Geçen pazar günü İngiltere’de yaşayan Gazimağusalılar dayanışma gecesindeydim. Gazimağusalı işadamları Hasan Gazi ve Tuncel Nalbantoğlu ile Dr. Teoman Sırrı’nın Grand Palace’da organize ettiği geceye, KKTC Londra Temsilcisi Büyükelçi Oya Tuncalı ile KKTC’deki sağcı parti UBP’nin eski genel başkanı, eski başbakan ve cumhurbaşkanı Dr. Derviş Eroğlu da onur konuğu olarak katıldı.

***

“İskeleden çıktım yan basa basa (aman aman) / Mağusa’ya vardım gan kusa kusa / Uyan Alim uyan / Uyanmaz oldun / Yedi bıçak yarasına / Dayanmaz oldun”
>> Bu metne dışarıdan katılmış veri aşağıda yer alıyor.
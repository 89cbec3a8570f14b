//! # Annai Core
//!
//! Domain types, traits, and error definitions for the Annai travel
//! assistant. This crate has **zero framework dependencies** — it defines
//! the domain model that all other crates implement against.
//!
//! Every external collaborator is a trait here: the LLM provider, the tool
//! capability set, and the session store. Implementations live in their
//! respective crates, which keeps the dependency graph pointing inward and
//! makes the agent pipeline testable with mocks.

pub mod error;
pub mod message;
pub mod provider;
pub mod session;
pub mod tool;

// Re-export key types at crate root for ergonomics
pub use error::{Error, ProviderError, Result, SessionError, ToolError};
pub use message::{Message, MessageToolCall, Role};
pub use provider::{ChatRequest, ChatResponse, Provider, ToolDefinition, Usage};
pub use session::{SessionId, SessionStore};
pub use tool::{Tool, ToolCall, ToolRegistry, ToolResult};
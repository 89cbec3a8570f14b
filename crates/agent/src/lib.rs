//! The Annai agent pipeline — the heart of the assistant.
//!
//! Each request flows through three stages in a fixed order:
//!
//! 1. **Intent classification** — one model call maps the raw user text to
//!    a label that later selects a tool-usage hint.
//! 2. **Tool-augmented response** — a bounded two-round protocol with the
//!    model and the tool registry produces the final answer.
//! 3. **Memory consolidation** — the turn is appended to the history and
//!    the token budget is enforced by summarization or truncation.
//!
//! The order is load-bearing: intent must precede tool dispatch, and the
//! final response must precede the memory update. There is no branching,
//! no retries between stages, and no cycles.

pub mod intent;
pub mod memory;
pub mod pipeline;
pub mod responder;
pub mod state;
pub mod token;

pub use intent::IntentClassifier;
pub use memory::{MemoryManager, SUMMARY_PREFIX};
pub use pipeline::{Pipeline, PipelineOutcome};
pub use responder::{Responder, FALLBACK_RESPONSE};
pub use state::ConversationState;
Birleşik Krallık’a (BK) Türkiye’den 150, Kıbrıs’tan da 100 yıllık bir göç serüveninden söz etmek mümkün. Türkiye’den ve Kıbrıs’tan göçün dönemsel artış grafikleriyle bu iki ülkedeki siyasi ya da ekonomik huzursuzlukların arasında güçlü ilişki görülecektir. Kıbrıslı Türkler’in BK’ye ilk göçü I. Dünya Savaşı sonrasına rastlar. Geldikleri toprakları hiçbir zaman unutmayan ve “dava” diye tanımladıkları Kıbrıs sorununa duyarlılıklarını yitirmeyen Kıbrıslılar, yaşadıkları İngiltere’den Kuzey Kıbrıs Türk yönetimine maddi ve manevi destek sunmayı bıkmadan usanmadan sürdürdükleri söylenebilir.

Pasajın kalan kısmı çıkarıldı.